__REQUIRED WORK__
For the entries below, state how many lines contain the string "quantity". Add nothing else.

__RECORDS TO PROCESS__
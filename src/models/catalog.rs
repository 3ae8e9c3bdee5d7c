use std::collections::HashSet;

use serde::{Deserialize, Serialize};

use crate::models::order::OrderError;

#[derive(Debug, Clone, PartialEq, Eq, Serialize, Deserialize)]
pub struct CatalogEntry {
    pub name: String,
    pub unit_price: u32,
}

impl CatalogEntry {
    pub fn new(name: impl Into<String>, unit_price: u32) -> Self {
        Self {
            name: name.into(),
            unit_price,
        }
    }
}

/// Fixed menu of items and their unit prices.
///
/// Entries keep their declaration order; there is no way to change a catalog
/// once it is built.
#[derive(Debug, Clone, PartialEq, Eq)]
pub struct Catalog {
    entries: Vec<CatalogEntry>,
}

impl Catalog {
    pub fn new(entries: Vec<CatalogEntry>) -> Result<Self, OrderError> {
        if entries.is_empty() {
            return Err(OrderError::InvalidCatalog {
                message: "catalog must contain at least one item".to_string(),
            });
        }

        let mut seen = HashSet::new();
        for entry in &entries {
            if entry.name.trim().is_empty() {
                return Err(OrderError::InvalidCatalog {
                    message: "item names must not be blank".to_string(),
                });
            }
            if entry.unit_price == 0 {
                return Err(OrderError::InvalidCatalog {
                    message: format!("'{}' must have a positive price", entry.name),
                });
            }
            if !seen.insert(entry.name.as_str()) {
                return Err(OrderError::InvalidCatalog {
                    message: format!("'{}' is listed more than once", entry.name),
                });
            }
        }

        Ok(Self { entries })
    }

    pub fn price_of(&self, item: &str) -> Result<u32, OrderError> {
        self.entry(item)
            .map(|entry| entry.unit_price)
            .ok_or_else(|| OrderError::UnknownItem {
                item: item.to_string(),
            })
    }

    pub fn items(&self) -> Vec<&str> {
        self.entries.iter().map(|entry| entry.name.as_str()).collect()
    }

    pub fn entries(&self) -> impl Iterator<Item = &CatalogEntry> {
        self.entries.iter()
    }

    pub fn contains(&self, item: &str) -> bool {
        self.entry(item).is_some()
    }

    /// First declared item, used as the initial selection.
    pub fn default_item(&self) -> &str {
        // `new` rejects empty catalogs
        &self.entries[0].name
    }

    pub fn len(&self) -> usize {
        self.entries.len()
    }

    pub fn is_empty(&self) -> bool {
        self.entries.is_empty()
    }

    fn entry(&self, item: &str) -> Option<&CatalogEntry> {
        self.entries.iter().find(|entry| entry.name == item)
    }
}

impl Default for Catalog {
    fn default() -> Self {
        Self {
            entries: vec![
                CatalogEntry::new("Fries", 5),
                CatalogEntry::new("Burger", 10),
                CatalogEntry::new("Soda", 2),
                CatalogEntry::new("Pizza", 12),
                CatalogEntry::new("Ice Cream", 4),
            ],
        }
    }
}
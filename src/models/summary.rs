use std::fmt;

use chrono::{DateTime, Utc};
use serde::{Deserialize, Serialize};
use uuid::Uuid;

#[derive(Debug, Clone, PartialEq, Eq, Serialize, Deserialize)]
pub struct SummaryLine {
    pub item: String,
    pub quantity: u32,
    pub unit_price: u32,
    pub line_total: u64,
}

impl fmt::Display for SummaryLine {
    fn fmt(&self, f: &mut fmt::Formatter<'_>) -> fmt::Result {
        write!(
            f,
            "{}: {} x ${} = ${}",
            self.item, self.quantity, self.unit_price, self.line_total
        )
    }
}

/// Priced view of an order. Always recomputed, never stored.
#[derive(Debug, Clone, PartialEq, Eq, Serialize, Deserialize)]
pub struct OrderSummary {
    pub customer_name: String,
    pub lines: Vec<SummaryLine>,
    pub grand_total: u64,
}

impl OrderSummary {
    pub fn is_empty(&self) -> bool {
        self.lines.is_empty()
    }

    /// The "Ordered Items:" block shown while an order is being built.
    pub fn ordered_items(&self) -> String {
        let mut output = String::from("Ordered Items:\n");
        for line in &self.lines {
            output.push_str(&format!("{}\n", line));
        }
        output
    }
}

impl fmt::Display for OrderSummary {
    fn fmt(&self, f: &mut fmt::Formatter<'_>) -> fmt::Result {
        writeln!(f, "Customer Name: {}", self.customer_name)?;
        write!(f, "{}", self.ordered_items())?;
        write!(f, "Total Price: ${}", self.grand_total)
    }
}

/// A submitted order, as exported to JSON.
#[derive(Debug, Clone, Serialize, Deserialize)]
pub struct OrderReceipt {
    pub order_id: Uuid,
    pub submitted_at: DateTime<Utc>,
    #[serde(flatten)]
    pub summary: OrderSummary,
}

impl OrderReceipt {
    pub fn new(order_id: Uuid, summary: OrderSummary) -> Self {
        Self {
            order_id,
            submitted_at: Utc::now(),
            summary,
        }
    }
}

__SOLUTION TO THIS PROBLEM__
2